Decía Marechal que “si la Patria es un acto de hoy, es también una criatura del futuro y un itinerario que se traza para enamorar al tiempo“. Está bien, es algo que hay que decir, pero él era argentino, así que en otro lado comenta que “no pudiendo solidarizarme con la realidad que hoy vive el país, estoy solo e inmóvil: soy un argentino en esperanza.” O desesperanza, diría hoy. De Adanbuenosaires han dicho que tiene ecos de este o aquel clásico. Por agregar uno, por qué no evocar a Homero, y decir que el argentino de Marechal es un Aquiles sin Patroclo. Y no hablamos de la presunta relación sexual de los dos héroes, que es lo menos interesante del asunto.

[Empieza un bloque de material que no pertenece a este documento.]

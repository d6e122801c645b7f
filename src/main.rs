//! MARC catalog editor CLI.

use std::io::{self, IsTerminal};

use anyhow::Context;
use clap::Parser;
use marc_catalog::logging::{init_logging, LogConfig, LogFormat};
use marc_catalog::{CatalogConfig, RecoveryMode};

mod cli;
mod commands;

use crate::cli::{Cli, Command, LogFormatArg};

fn main() {
    let cli = Cli::parse();
    let log_config = log_config_from_cli(&cli);
    if let Err(error) = init_logging(&log_config) {
        eprintln!("error: failed to initialize logging: {error}");
        std::process::exit(1);
    }
    let exit_code = match run(cli) {
        Ok(()) => 0,
        Err(error) => {
            eprintln!("error: {error:#}");
            1
        },
    };
    std::process::exit(exit_code);
}

fn run(cli: Cli) -> anyhow::Result<()> {
    let config = catalog_config_from_cli(&cli)?;
    match cli.command {
        Command::Init => commands::run_init(&config),
        Command::Import { file } => commands::run_import(&config, &file),
        Command::Export { file, ids } => commands::run_export(&config, &file, &ids),
        Command::List { csv } => commands::run_list(&config, csv),
        Command::Show { id, json } => commands::run_show(&config, id, json),
        Command::Replace(args) => commands::run_replace(&config, args),
        Command::Rebuild { id } => commands::run_rebuild(&config, id),
        Command::Delete { id } => commands::run_delete(&config, id),
        Command::Clear { reset } => commands::run_clear(&config, reset),
    }
}

/// Config file first, then command-line overrides.
fn catalog_config_from_cli(cli: &Cli) -> anyhow::Result<CatalogConfig> {
    let mut config = match &cli.config {
        Some(path) => CatalogConfig::load(path)
            .with_context(|| format!("failed to load config {}", path.display()))?,
        None => CatalogConfig::default(),
    };
    if let Some(database) = &cli.database {
        config = config.with_database(database);
    }
    if cli.strict {
        config = config.with_recovery_mode(RecoveryMode::Strict);
    }
    Ok(config)
}

fn log_config_from_cli(cli: &Cli) -> LogConfig {
    let format = match cli.log_format {
        LogFormatArg::Pretty => LogFormat::Pretty,
        LogFormatArg::Compact => LogFormat::Compact,
        LogFormatArg::Json => LogFormat::Json,
    };
    LogConfig::from_verbosity(cli.verbose)
        .with_format(format)
        .with_ansi(cli.log_file.is_none() && io::stderr().is_terminal())
        .with_log_file(cli.log_file.clone())
}
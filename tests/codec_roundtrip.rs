//! ISO 2709 reader/writer integration tests.

mod common;

use std::io::Cursor;

use common::{arb_record, create_book, encode_all};
use marc_catalog::{decode_record, encode_record, MarcError, MarcReader, RecoveryMode};
use proptest::prelude::*;

proptest! {
    #[test]
    fn prop_decode_inverts_encode(record in arb_record()) {
        let bytes = encode_record(&record).unwrap();
        let decoded = decode_record(&bytes, RecoveryMode::Strict).unwrap();
        prop_assert!(decoded.warnings.is_empty());
        prop_assert_eq!(decoded, record);
    }

    #[test]
    fn prop_length_prefix_matches_output(record in arb_record()) {
        let bytes = encode_record(&record).unwrap();
        let declared: usize = std::str::from_utf8(&bytes[..5]).unwrap().parse().unwrap();
        prop_assert_eq!(declared, bytes.len());
        prop_assert_eq!(bytes.last(), Some(&0x1D));
    }
}

#[test]
fn test_stream_of_books() {
    let books = vec![
        create_book("ocm001", "Moby Dick", "Melville, Herman"),
        create_book("ocm002", "Middlemarch", "Eliot, George"),
        create_book("ocm003", "Bleak House", "Dickens, Charles"),
    ];
    let bytes = encode_all(&books);

    let mut reader = MarcReader::new(Cursor::new(bytes));
    let decoded: Vec<_> = reader.by_ref().collect::<Result<_, _>>().unwrap();

    assert_eq!(decoded, books);
    assert_eq!(reader.records_read(), 3);
    assert_eq!(reader.records_skipped(), 0);
    assert_eq!(decoded[1].first_subfield("245", 'a'), Some("Middlemarch"));
    assert_eq!(decoded[2].get_control_field("001"), Some("ocm003"));
}

#[test]
fn test_garbage_between_records_is_skipped() {
    let first = encode_record(&create_book("ocm001", "One", "Smith")).unwrap();
    let second = encode_record(&create_book("ocm002", "Two", "Jones")).unwrap();

    let mut bytes = first.clone();
    bytes.extend_from_slice(b"xx#garbage\x1d");
    bytes.extend_from_slice(&second);

    let mut reader = MarcReader::new(Cursor::new(bytes));
    let titles: Vec<String> = reader
        .by_ref()
        .map(|record| record.unwrap().first_subfield("245", 'a').unwrap().to_string())
        .collect();

    assert_eq!(titles, vec!["One", "Two"]);
    assert_eq!(reader.records_skipped(), 1);
}

#[test]
fn test_strict_mode_rejects_bad_directory() {
    let mut bytes = encode_record(&create_book("ocm001", "One", "Smith")).unwrap();
    // Point the first directory entry's offset far past the field data.
    bytes[24 + 7..24 + 12].copy_from_slice(b"99999");

    let lenient = decode_record(&bytes, RecoveryMode::Lenient).unwrap();
    assert_eq!(lenient.warnings.len(), 1);
    assert_eq!(lenient.warnings[0].tag.as_deref(), Some("001"));
    assert!(lenient.get_control_field("001").is_none());
    assert_eq!(lenient.first_subfield("245", 'a'), Some("One"));

    assert!(matches!(
        decode_record(&bytes, RecoveryMode::Strict),
        Err(MarcError::InvalidRecord(_))
    ));
}

#[test]
fn test_writer_refuses_oversized_field() {
    let note = "x".repeat(10_000);
    let mut record = create_book("ocm001", "One", "Smith");
    record.add_field(common::data_field("500", ' ', ' ', &[('a', note.as_str())]));

    let mut buffer = Vec::new();
    let mut writer = marc_catalog::MarcWriter::new(&mut buffer);
    assert!(matches!(
        writer.write_record(&record),
        Err(MarcError::EncodeError(_))
    ));
    assert_eq!(writer.records_written(), 0);
    drop(writer);
    assert!(buffer.is_empty());
}
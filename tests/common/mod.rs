//! Common test helpers and utilities shared across test suite.

#![allow(dead_code)]

use marc_catalog::{ControlField, DataField, Field, Leader, MarcWriter, Record};
use proptest::prelude::*;

/// Creates a default leader for test records.
pub fn create_test_leader() -> Leader {
    Leader {
        record_status: 'c',
        cataloging_form: 'a',
        ..Leader::default()
    }
}

/// A data field built from `(code, data)` pairs.
pub fn data_field(tag: &str, ind1: char, ind2: char, subfields: &[(char, &str)]) -> DataField {
    let mut field = DataField::new(tag, ind1, ind2).unwrap();
    for (code, data) in subfields {
        field.add_subfield(*code, *data);
    }
    field
}

/// A book record with a control number, an author and a title statement.
pub fn create_book(control_number: &str, title: &str, author: &str) -> Record {
    let responsibility = format!("by {author}");
    Record::builder(create_test_leader())
        .control_field("001", control_number)
        .control_field("008", "240301s2024    xxu           000 0 eng d")
        .field(data_field("100", '1', ' ', &[('a', author)]))
        .field(data_field(
            "245",
            '1',
            '0',
            &[('a', title), ('c', responsibility.as_str())],
        ))
        .field(data_field(
            "650",
            ' ',
            '0',
            &[('a', "Whaling"), ('v', "Fiction")],
        ))
        .field(data_field("852", ' ', ' ', &[('p', "31234000012345")]))
        .build()
        .unwrap()
}

/// Encode records back to back into one byte stream.
pub fn encode_all(records: &[Record]) -> Vec<u8> {
    let mut buffer = Vec::new();
    let mut writer = MarcWriter::new(&mut buffer);
    for record in records {
        writer.write_record(record).unwrap();
    }
    writer.finish().unwrap();
    buffer
}

/// Field data free of the three structural bytes.
pub fn arb_data() -> impl Strategy<Value = String> {
    "[^\u{1d}\u{1e}\u{1f}]{0,24}"
}

/// Field text that may contain the structural bytes the writer reserves.
pub fn arb_text_with_reserved() -> impl Strategy<Value = String> {
    prop::collection::vec(
        prop_oneof![
            4 => any::<char>(),
            1 => prop::sample::select(vec!['\u{1d}', '\u{1e}', '\u{1f}']),
        ],
        0..16,
    )
    .prop_map(|chars| chars.into_iter().collect())
}

/// A descriptive leader position and a byte outside ASCII to put there.
pub fn arb_leader_damage() -> impl Strategy<Value = (usize, u8)> {
    (
        prop::sample::select(vec![5usize, 6, 7, 8, 9, 17, 18, 19, 20, 21, 22, 23]),
        0x80u8..=0xFF,
    )
}

fn arb_indicator() -> impl Strategy<Value = char> {
    prop::sample::select(vec![' ', '0', '1', '2', '4', 'a'])
}

fn arb_code() -> impl Strategy<Value = char> {
    prop::sample::select(vec!['a', 'b', 'c', 'd', 'e', 'v', 'x', 'z', '0', '6'])
}

fn arb_control_field() -> impl Strategy<Value = (String, String)> {
    ("00[1-9]", arb_data())
}

fn arb_data_field() -> impl Strategy<Value = DataField> {
    (
        "0[1-9][0-9]|[1-9][0-9][0-9]",
        arb_indicator(),
        arb_indicator(),
        prop::collection::vec((arb_code(), arb_data()), 0..6),
    )
        .prop_map(|(tag, ind1, ind2, subfields)| {
            let mut field = DataField::new(tag, ind1, ind2).unwrap();
            for (code, data) in subfields {
                field.add_subfield(code, data);
            }
            field
        })
}

/// Structurally valid records with control and data fields in mixed order.
pub fn arb_record() -> impl Strategy<Value = Record> {
    let status = prop::sample::select(vec!['a', 'c', 'n', 'p']);
    let kind = prop::sample::select(vec!['a', 'c', 'e', 'm']);
    let fields = prop::collection::vec(
        prop_oneof![
            arb_control_field()
                .prop_map(|(tag, data)| Field::from(ControlField::new(tag, data).unwrap())),
            arb_data_field().prop_map(Field::from),
        ],
        0..12,
    );
    (status, kind, fields).prop_map(|(record_status, record_type, fields)| {
        let mut record = Record::new(Leader {
            record_status,
            record_type,
            ..Leader::default()
        });
        record.fields = fields;
        record
    })
}
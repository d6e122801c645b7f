//! Record leader parsing and serialization.
//!
//! The leader is the 24-byte fixed-length header at the start of every record.
//! Two of its positions are structural and computed by the writer: the record
//! length and the base address of the field data. The remaining positions
//! describe the record and are carried through unchanged.
//!
//! # Structure
//!
//! - Positions 0-4: Record length (5 digits)
//! - Position 5: Record status
//! - Position 6: Record type (a = language material, c = music, etc.)
//! - Position 7: Bibliographic level (m = monograph, s = serial, etc.)
//! - Position 8: Control record type
//! - Position 9: Character coding (space = MARC-8, a = UTF-8)
//! - Position 10: Indicator count (usually 2)
//! - Position 11: Subfield code count (usually 2)
//! - Positions 12-16: Base address of data (5 digits)
//! - Positions 17-19: Encoding level, cataloging form, multipart level
//! - Positions 20-23: Entry map (usually "4500")

use std::fmt;
use std::str::FromStr;

use crate::error::{MarcError, Result};
use serde::{Deserialize, Serialize};

/// Length of the leader in bytes.
pub const LEADER_LEN: usize = 24;

/// Largest value a 5-digit leader number can hold.
pub const MAX_FIVE_DIGITS: u32 = 99_999;

/// Record leader: the 24 bytes at the start of every record.
#[derive(Debug, Clone, PartialEq, Eq, Serialize, Deserialize)]
pub struct Leader {
    /// Record length (5 digits) - positions 0-4
    pub record_length: u32,
    /// Record status (1 char) - position 5
    pub record_status: char,
    /// Type of record (1 char) - position 6
    pub record_type: char,
    /// Bibliographic level (1 char) - position 7
    pub bibliographic_level: char,
    /// Type of control record (1 char) - position 8
    pub control_record_type: char,
    /// Character coding scheme (1 char) - position 9
    pub character_coding: char,
    /// Indicator count (1 digit) - position 10 (usually 2)
    pub indicator_count: u8,
    /// Subfield code count (1 digit) - position 11 (usually 2)
    pub subfield_code_count: u8,
    /// Base address of data (5 digits) - positions 12-16
    pub data_base_address: u32,
    /// Encoding level (1 char) - position 17
    pub encoding_level: char,
    /// Cataloging form (1 char) - position 18
    pub cataloging_form: char,
    /// Multipart resource record level (1 char) - position 19
    pub multipart_level: char,
    /// Entry map (4 chars) - positions 20-23
    pub reserved: String,
}

impl Default for Leader {
    /// Leader of a new, empty UTF-8 monograph record. Length and base address
    /// are zero until the record is encoded.
    fn default() -> Self {
        Leader {
            record_length: 0,
            record_status: 'n',
            record_type: 'a',
            bibliographic_level: 'm',
            control_record_type: ' ',
            character_coding: 'a',
            indicator_count: 2,
            subfield_code_count: 2,
            data_base_address: 0,
            encoding_level: ' ',
            cataloging_form: ' ',
            multipart_level: ' ',
            reserved: "4500".to_string(),
        }
    }
}

impl Leader {
    /// Parse a leader from its 24 bytes.
    ///
    /// # Errors
    ///
    /// Returns an error if fewer than 24 bytes are given, a numeric position
    /// does not hold digits or a descriptive position holds a non-ASCII byte.
    pub fn from_bytes(bytes: &[u8]) -> Result<Self> {
        if bytes.len() < LEADER_LEN {
            return Err(MarcError::InvalidLeader(format!(
                "Leader must be at least 24 bytes, got {}",
                bytes.len()
            )));
        }

        let record_length = parse_digits(&bytes[0..5])?;
        let indicator_count = parse_count(bytes[10], 10)?;
        let subfield_code_count = parse_count(bytes[11], 11)?;
        let data_base_address = parse_digits(&bytes[12..17])?;

        let position = |at: usize| descriptive(bytes[at], at);

        Ok(Leader {
            record_length,
            record_status: position(5)?,
            record_type: position(6)?,
            bibliographic_level: position(7)?,
            control_record_type: position(8)?,
            character_coding: position(9)?,
            indicator_count,
            subfield_code_count,
            data_base_address,
            encoding_level: position(17)?,
            cataloging_form: position(18)?,
            multipart_level: position(19)?,
            reserved: (20..LEADER_LEN).map(position).collect::<Result<String>>()?,
        })
    }

    /// Validate that the leader can frame a record of `available` bytes.
    ///
    /// The base address must lie after the leader and inside the record;
    /// without that the directory and field data cannot be located.
    ///
    /// # Errors
    ///
    /// Returns an error if `record_length` or `data_base_address` is out of range.
    pub fn validate_for_reading(&self) -> Result<()> {
        if (self.record_length as usize) <= LEADER_LEN {
            return Err(MarcError::InvalidLeader(format!(
                "Record length must be greater than 24, got {}",
                self.record_length
            )));
        }
        if (self.data_base_address as usize) <= LEADER_LEN {
            return Err(MarcError::InvalidLeader(format!(
                "Base address of data must be greater than 24, got {}",
                self.data_base_address
            )));
        }
        if self.data_base_address > self.record_length {
            return Err(MarcError::InvalidLeader(format!(
                "Base address of data {} lies beyond record length {}",
                self.data_base_address, self.record_length
            )));
        }
        Ok(())
    }

    /// Serialize the leader to its 24 bytes.
    ///
    /// # Errors
    ///
    /// Returns an error if a number does not fit its width or a position holds
    /// a non-ASCII character.
    pub fn as_bytes(&self) -> Result<Vec<u8>> {
        if self.record_length > MAX_FIVE_DIGITS {
            return Err(MarcError::EncodeError(format!(
                "Record length {} exceeds 5 digits",
                self.record_length
            )));
        }
        if self.data_base_address > MAX_FIVE_DIGITS {
            return Err(MarcError::EncodeError(format!(
                "Base address {} exceeds 5 digits",
                self.data_base_address
            )));
        }
        if self.indicator_count > 9 || self.subfield_code_count > 9 {
            return Err(MarcError::InvalidLeader(
                "Indicator and subfield code counts must be single digits".to_string(),
            ));
        }

        let mut bytes = Vec::with_capacity(LEADER_LEN);
        bytes.extend_from_slice(format!("{:05}", self.record_length).as_bytes());
        for ch in [
            self.record_status,
            self.record_type,
            self.bibliographic_level,
            self.control_record_type,
            self.character_coding,
        ] {
            bytes.push(ascii_byte(ch)?);
        }
        bytes.push(b'0' + self.indicator_count);
        bytes.push(b'0' + self.subfield_code_count);
        bytes.extend_from_slice(format!("{:05}", self.data_base_address).as_bytes());
        for ch in [
            self.encoding_level,
            self.cataloging_form,
            self.multipart_level,
        ] {
            bytes.push(ascii_byte(ch)?);
        }

        let reserved_bytes = self.reserved.as_bytes();
        if reserved_bytes.len() != 4 || !self.reserved.is_ascii() {
            return Err(MarcError::InvalidLeader(format!(
                "Entry map must be 4 ASCII characters, got '{}'",
                self.reserved
            )));
        }
        bytes.extend_from_slice(reserved_bytes);

        Ok(bytes)
    }

    /// Copy of this leader with the two computed positions zeroed.
    ///
    /// Two leaders describe the same record when their descriptive positions
    /// agree, whatever lengths the last encoding produced.
    #[must_use]
    pub fn without_lengths(&self) -> Leader {
        Leader {
            record_length: 0,
            data_base_address: 0,
            ..self.clone()
        }
    }
}

impl fmt::Display for Leader {
    fn fmt(&self, f: &mut fmt::Formatter<'_>) -> fmt::Result {
        write!(
            f,
            "{:05}{}{}{}{}{}{}{}{:05}{}{}{}{}",
            self.record_length,
            self.record_status,
            self.record_type,
            self.bibliographic_level,
            self.control_record_type,
            self.character_coding,
            self.indicator_count,
            self.subfield_code_count,
            self.data_base_address,
            self.encoding_level,
            self.cataloging_form,
            self.multipart_level,
            self.reserved
        )
    }
}

impl FromStr for Leader {
    type Err = MarcError;

    fn from_str(s: &str) -> Result<Self> {
        if s.len() != LEADER_LEN {
            return Err(MarcError::InvalidLeader(format!(
                "Leader must be exactly 24 bytes, got {}",
                s.len()
            )));
        }
        Leader::from_bytes(s.as_bytes())
    }
}

fn ascii_byte(ch: char) -> Result<u8> {
    if ch.is_ascii() {
        Ok(ch as u8)
    } else {
        Err(MarcError::InvalidLeader(format!(
            "Leader position holds non-ASCII character '{ch}'"
        )))
    }
}

fn descriptive(byte: u8, position: usize) -> Result<char> {
    if byte.is_ascii() {
        Ok(char::from(byte))
    } else {
        Err(MarcError::InvalidLeader(format!(
            "Position {position} holds non-ASCII byte 0x{byte:02X}"
        )))
    }
}

fn parse_count(byte: u8, position: usize) -> Result<u8> {
    if byte.is_ascii_digit() {
        Ok(byte - b'0')
    } else {
        Err(MarcError::InvalidLeader(format!(
            "Invalid count at position {position}: '{}'",
            char::from(byte)
        )))
    }
}

/// Parse 5-digit ASCII number from bytes
fn parse_digits(bytes: &[u8]) -> Result<u32> {
    if bytes.len() != 5 || !bytes.iter().all(u8::is_ascii_digit) {
        return Err(MarcError::InvalidLeader(format!(
            "Invalid numeric field: '{}'",
            String::from_utf8_lossy(bytes)
        )));
    }
    Ok(bytes
        .iter()
        .fold(0u32, |acc, &b| acc * 10 + u32::from(b - b'0')))
}
//! Relational decomposition of records.
//!
//! A [`Record`] is mirrored into three row kinds: one [`RecordRow`], one
//! [`FieldRow`] per field and one [`SubfieldRow`] per data-field subfield.
//! Rows carry surrogate ids handed out by an [`IdSequence`]; ids only ever
//! grow, so ascending id order is insertion order, and that is the order
//! [`reconstruct`] rebuilds fields and subfields in.
//!
//! Deletion is planned here as well. A [`CascadePlan`] lists every dependent
//! row of a record or field so the store can delete them explicitly,
//! dependents first.

use chrono::{DateTime, Utc};
use indexmap::IndexMap;
use serde::Serialize;

use crate::error::{MarcError, Result};
use crate::leader::Leader;
use crate::record::{is_control_tag, ControlField, DataField, Field, Record, Subfield};
use crate::summary::Summary;

/// Surrogate id of a record row.
pub type RecordId = i64;
/// Surrogate id of a field row.
pub type FieldId = i64;
/// Surrogate id of a subfield row.
pub type SubfieldId = i64;

/// One row of the `Records` table.
#[derive(Debug, Clone, PartialEq, Eq, Serialize)]
pub struct RecordRow {
    /// Surrogate id
    pub id: RecordId,
    /// When the record was created
    pub date_added: DateTime<Utc>,
    /// When the record was last edited, if ever
    pub date_changed: Option<DateTime<Utc>>,
    /// Derived summary columns
    #[serde(flatten)]
    pub summary: Summary,
    /// The 24-character leader, with zeroed length and base address
    pub leader: Option<String>,
}

/// One row of the `Fields` table.
///
/// Control fields carry `control_data` and no indicators; data fields carry
/// indicators and own subfield rows.
#[derive(Debug, Clone, PartialEq, Eq, Serialize)]
pub struct FieldRow {
    /// Surrogate id
    pub id: FieldId,
    /// Owning record
    pub record_id: RecordId,
    /// Three-character tag
    pub tag: String,
    /// First indicator (data fields)
    pub indicator1: Option<char>,
    /// Second indicator (data fields)
    pub indicator2: Option<char>,
    /// Field data (control fields)
    pub control_data: Option<String>,
}

impl FieldRow {
    /// True when the tag names a control field.
    #[must_use]
    pub fn is_control(&self) -> bool {
        is_control_tag(&self.tag)
    }
}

“Un argentino en esperanza”, esa si que es una entidad metafísica, mi querido don Lalo. Tan certera como aquella célebre definición de Borges en su cuento Ulrica: “Ser colombiano es acto de fe”. De modo que no solo en el tango y en el fútbol estamos hermanados.
Y claro, de relaciones ambiguas entre varones están llenas la vida y la literatura. Para una muestra, un escritor colombiano- bastante menor, por cierto- tiene un libro titulado: “Técnicas de masturbación entre Batman y Robin”.
Un abrazo y mil gracias por el diálogo.